The Yoyo Drilling Rig at Drake Well

Last week's post lists events on the Trails of History through August 22, and the August program page covers the rest.

My thanks to guest blogger Susan Beates, curator at the Drake Well Museum and Park, for this week's post. Sue notes that site staff "have rearranged the outdoor exhibits at the museum. The goal is to have the outdoor exhibits mirror the themes of the indoor museum, with new signage to challenge visitors to think about the old machinery in new ways. The first phase called for most of the machinery to be moved so the artifacts will be grouped by subject – drilling, producing oil, etc." But first, a brief recap of recent events on the Trails of History.

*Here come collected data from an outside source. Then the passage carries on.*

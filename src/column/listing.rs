use std::cmp::Ordering;

use unicode_normalization::char::is_combining_mark;
use unicode_normalization::UnicodeNormalization;

use super::stats::ColumnStats;
use crate::error::{ExplorerError, Result};
use crate::vault::{DocumentEntry, Entry, FolderEntry, Lookup, Vault};

/// Lowercased substrings; any path containing one is hidden from columns.
#[derive(Debug, Clone, Default, PartialEq, Eq)]
pub struct ExclusionPatterns(Vec<String>);

impl ExclusionPatterns {
    /// Parse the raw newline-separated setting. Lines are trimmed and
    /// lowercased; blank lines are dropped.
    pub fn parse(raw: &str) -> Self {
        Self(
            raw.lines()
                .map(|p| p.trim().to_lowercase())
                .filter(|p| !p.is_empty())
                .collect(),
        )
    }

    pub fn is_excluded(&self, path: &str) -> bool {
        let lower = path.to_lowercase();
        self.0.iter().any(|pattern| lower.contains(pattern.as_str()))
    }

    pub fn is_empty(&self) -> bool {
        self.0.is_empty()
    }
}

/// The visible contents of one folder.
#[derive(Debug, Clone, Default, PartialEq, Eq)]
pub struct Listing {
    pub folders: Vec<FolderEntry>,
    pub documents: Vec<DocumentEntry>,
    pub stats: ColumnStats,
}

/// Multi-level sort key for a display name.
///
/// Levels compare in order: base letters with accents and case folded away,
/// then accents, then case with lowercase first, then the raw name.
#[derive(Debug, Clone, PartialEq, Eq, PartialOrd, Ord)]
pub struct CollationKey {
    primary: String,
    secondary: String,
    tertiary: Vec<bool>,
    raw: String,
}

impl CollationKey {
    pub fn new(name: &str) -> Self {
        let decomposed: Vec<char> = name.nfd().collect();
        let secondary: String = decomposed.iter().flat_map(|c| c.to_lowercase()).collect();
        let primary = secondary
            .chars()
            .filter(|c| !is_combining_mark(*c))
            .collect();
        let tertiary = decomposed
            .iter()
            .filter(|c| !is_combining_mark(**c))
            .map(|c| c.is_uppercase())
            .collect();

        Self {
            primary,
            secondary,
            tertiary,
            raw: name.to_string(),
        }
    }
}

/// Locale-style name order: `a.md`, `A.md`, `apple.md`, `Éclair.md`, `Zebra.md`.
pub fn compare_names(a: &str, b: &str) -> Ordering {
    CollationKey::new(a).cmp(&CollationKey::new(b))
}

/// List the direct children of `path`, split into sorted folders and
/// documents with exclusions and hidden documents removed.
pub fn list_folder<V: Vault + ?Sized>(
    vault: &V,
    path: &str,
    patterns: &ExclusionPatterns,
) -> Result<Listing> {
    let children = match vault.lookup(path) {
        Ok(Lookup::Folder(folder)) => folder.children,
        Ok(_) => return Err(ExplorerError::NotAFolder(path.to_string())),
        Err(source) => {
            return Err(ExplorerError::Load {
                path: path.to_string(),
                source,
            })
        }
    };

    let mut folders = Vec::new();
    let mut documents = Vec::new();
    for child in children {
        match child {
            Entry::Folder(f) => folders.push(f),
            Entry::Document(d) => documents.push(d),
        }
    }

    let mut stats = ColumnStats::default();
    for doc in &documents {
        stats.total_size += doc.size;
        if doc.is_hidden() {
            stats.hidden_count += 1;
        }
    }

    folders.sort_by_cached_key(|f| CollationKey::new(&f.name));
    documents.sort_by_cached_key(|d| CollationKey::new(&d.name));

    folders.retain(|f| !patterns.is_excluded(&f.path));
    documents.retain(|d| !patterns.is_excluded(&d.path) && !d.is_hidden());

    stats.folder_count = folders.len();
    stats.file_count = documents.len();

    Ok(Listing {
        folders,
        documents,
        stats,
    })
}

Previously on the Trails of History

  • The Pennsylvania Military Museum has posted as series of albums from the 2019 Boot Camp for Kids; check out their Facebook page to see them all.
  • If you like photos of animals, you need to visit Pennsbury Manor's page for Duo the Barn Cat, Bill the Ox, and several geese whose names I don't know
  • Ephrata Cloister shared photos from their Ice Cream Social, with visitors enjoying tours of the Saal, music by Ethan Fasnacht and (of course) Turkey Hill ice cream. Visitors also saw demos by the Lancaster Spinning and Weaving Guild and got to know the K-PETS therapy animals
  • Kids attending the Pennsylvania Lumber Museum's Cork Camp spent the first day learning "woodhick" skills and the second day demonstrating those skills at the Cherry Springs Woodsmen Show

The Yoyo Drilling Rig

Metal machinery with geared wheels and a tall structure at one end
The Yoyo Drilling Rig at Drake Well Museum and Park. The tall piece on the left side of the photo is called a "mast."
Seventy-five years ago John Hawley, owner of Northern Ordnance Company of Minneapolis, MN, thought the U.S. needed a new system of exploration in order to avert a potential oil shortage. He jumped into the oil industry and said “Oilmen are a bunch of fuddy-duddies.” His system was to “drill all over hell.” The portable Yoyo Drilling Rig at Drake Well Museum was one way he accomplished that.

Hawley and Albert “Slick” Spence of Pleasantville, PA, designed a heavy-duty "spudding" machine for exclusive use on Northern Ordnance’s Pennsylvania oil leases, which covered over 10,000 acres. Using surplus naval pumps and gun-mount parts from Northern Ordnance's World War II defense contracting jobs, they built about 40 of these flat-bottomed 14-ton machines at Hawley’s Minneapolis factory. It takes a D-6 Caterpillar bulldozer hooked on to the front bottom to tow the rig to a new drilling site. When drilling, the mast leans forward then jumps back up like a yoyo. The machine could drill wells to a depth of 2,000 feet and was used in Warren, Forest and Venango Counties in Pennsylvania's oil region.

Man positions one of two tow trucks needed to move oil drilling rig

This past summer, Shambaugh Towing of Titusville moved the Yoyo Drilling Rig onto a cement pad. As the photo above shows, it took two large tow trucks to pull the beast in place. Its new location next to the Standard Steel Drilling Rig will help visitors see how drilling technology changed over time. (To plan your visit, check out Drake Well Museum's website.)